───── Given entries

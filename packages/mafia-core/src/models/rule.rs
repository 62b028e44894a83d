use serde::{Deserialize, Serialize};

pub const DEFAULT_MAX_VOTE_RETRIES: usize = 10_000;

/// Rules fixed for the whole lifetime of a [`Town`](super::town::Town).
#[derive(Debug, Clone, PartialEq, Eq, Serialize, Deserialize)]
pub struct Rule {
    /// 公開投票で過半数が出るまでの最大試行回数
    pub max_vote_retries: usize,
    /// マフィア全滅でもゲームを終了する
    pub town_victory: bool,
}

impl Default for Rule {
    fn default() -> Self {
        Self {
            max_vote_retries: DEFAULT_MAX_VOTE_RETRIES,
            town_victory: false,
        }
    }
}
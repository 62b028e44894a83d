pub mod test_setup;
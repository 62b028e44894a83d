use anyhow::Context;
use dotenvy::dotenv;
use env_logger::Builder;
use log::LevelFilter;
use structopt::StructOpt;

use mafia_core::{
    models::config::SimulationConfig,
    services::simulation_service::{run_batch, run_simulation, BatchSummary, SimulationReport},
    Cause,
};

mod models;

use models::{Command, Opt};

// ログ設定
fn init_logger(verbose: bool) {
    let mut builder = Builder::from_default_env();
    if verbose {
        builder.filter_level(LevelFilter::Debug);
    } else if std::env::var("RUST_LOG").is_err() {
        builder.filter_level(LevelFilter::Info);
    }
    builder
        .format_timestamp(Some(env_logger::TimestampPrecision::Millis))
        .format_target(true)
        .init();
}

fn print_report(report: &SimulationReport) {
    println!("population: {} (seed {})", report.population, report.seed);
    for elimination in &report.eliminations {
        let how = match elimination.cause {
            Cause::Assassination => "assassinated".to_string(),
            Cause::Lynch { attempts, votes } => {
                format!("lynched with {} votes after {} attempt(s)", votes, attempts)
            }
            Cause::Removed => "removed".to_string(),
        };
        println!(
            "  round {}: resident {} ({}) {}",
            elimination.round, elimination.victim, elimination.faction, how
        );
    }
    println!("rounds: {}", report.rounds);
    println!("outcome: {:?}", report.outcome);
    println!(
        "alive adversaries: {}, alive townspeople: {}",
        report.alive_adversaries, report.alive_townspeople
    );
    for resident in &report.residents {
        println!("{}", resident);
    }
}

fn print_summary(summary: &BatchSummary) {
    println!("runs: {}", summary.runs);
    println!("completed: {}", summary.completed);
    println!("non-terminating: {}", summary.non_terminating);
    println!("no candidates: {}", summary.no_candidates);
    println!("adversary parity: {}", summary.adversary_parity);
    println!("adversaries eliminated: {}", summary.adversaries_eliminated);
    if let (Some(min), Some(max), Some(mean)) =
        (summary.min_rounds, summary.max_rounds, summary.mean_rounds)
    {
        println!("rounds: min {}, max {}, mean {:.2}", min, max, mean);
    }
}

fn main() -> anyhow::Result<()> {
    let opt = Opt::from_args();

    // 環境変数をロード
    if let Err(e) = dotenv() {
        eprintln!("Warning: failed to load .env: {}", e);
    }
    init_logger(opt.verbose);

    let base = SimulationConfig::from_env();
    match opt.command {
        Command::Run { settings, json } => {
            let config = settings.apply(base);
            let report = run_simulation(&config).context("simulation failed")?;
            if json {
                println!("{}", serde_json::to_string_pretty(&report)?);
            } else {
                print_report(&report);
            }
        }
        Command::Batch {
            settings,
            runs,
            json,
        } => {
            let config = settings.apply(base);
            let summary = run_batch(&config, runs).context("batch failed")?;
            if json {
                println!("{}", serde_json::to_string_pretty(&summary)?);
            } else {
                print_summary(&summary);
            }
        }
    }

    Ok(())
}
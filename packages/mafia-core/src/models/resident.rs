use rand::seq::SliceRandom;
use rand::Rng;
use serde::{Deserialize, Serialize};
use std::fmt;

use super::faction::Faction;
use crate::error::{Phase, TownError};

pub type ResidentId = u32;

#[derive(Clone, Debug, PartialEq, Eq, Serialize, Deserialize)]
pub struct Resident {
    pub id: ResidentId,
    pub faction: Faction,
    pub alive: bool,
}

/// One ballot: the voter and whom they picked. `target` is `None` when the
/// voter was already dead.
#[derive(Clone, Copy, Debug, PartialEq, Eq, Serialize, Deserialize)]
pub struct Vote {
    pub voter: ResidentId,
    pub target: Option<ResidentId>,
}

impl Resident {
    pub fn new(id: ResidentId, faction: Faction) -> Self {
        Self {
            id,
            faction,
            alive: true,
        }
    }

    pub fn is_adversary(&self) -> bool {
        self.faction.is_adversary()
    }

    pub fn is_alive(&self) -> bool {
        self.alive
    }

    /// Picks a target among `residents` according to this resident's faction.
    ///
    /// Adversaries only vote for living townspeople; townspeople vote for any
    /// other living resident.
    pub fn cast_vote<R: Rng + ?Sized>(
        &self,
        residents: &[Resident],
        rng: &mut R,
    ) -> Result<Vote, TownError> {
        if !self.alive {
            return Ok(Vote {
                voter: self.id,
                target: None,
            });
        }

        let candidates: Vec<ResidentId> = residents
            .iter()
            .filter(|r| r.alive && r.id != self.id)
            .filter(|r| !(self.is_adversary() && r.is_adversary()))
            .map(|r| r.id)
            .collect();

        let target = candidates
            .choose(rng)
            .copied()
            .ok_or(TownError::EmptyCandidatePool {
                phase: Phase::Lynch,
                resident: Some(self.id),
            })?;

        Ok(Vote {
            voter: self.id,
            target: Some(target),
        })
    }

    /// Marks the resident dead. Returns `false` if they already were.
    pub fn eliminate(&mut self) -> bool {
        std::mem::replace(&mut self.alive, false)
    }
}

impl fmt::Display for Resident {
    fn fmt(&self, f: &mut fmt::Formatter<'_>) -> fmt::Result {
        let status = if self.alive { "Alive" } else { "Dead" };
        write!(f, "( {} , {}, {} )", self.id, self.faction, status)
    }
}
pub mod error;
pub mod models;
pub mod services;
pub mod utils;

pub use error::*;
pub use models::*;
pub mod simulation_service;
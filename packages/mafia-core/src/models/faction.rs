use serde::{Deserialize, Serialize};
use std::fmt;

#[derive(Debug, Clone, Copy, PartialEq, Eq, Hash, Serialize, Deserialize)]
pub enum Faction {
    Adversary,   // マフィア
    Townsperson, // 市民
}

impl Faction {
    pub fn is_adversary(&self) -> bool {
        matches!(self, Faction::Adversary)
    }
}

impl fmt::Display for Faction {
    fn fmt(&self, f: &mut fmt::Formatter<'_>) -> fmt::Result {
        match self {
            Faction::Adversary => write!(f, "Adversary"),
            Faction::Townsperson => write!(f, "Townsperson"),
        }
    }
}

──────────

§ **Exercise prompt**: Counting only lines that contain the string "BatchSummary", how many are there in the data above? Give the number alone.

§ **Answer to this task**: 2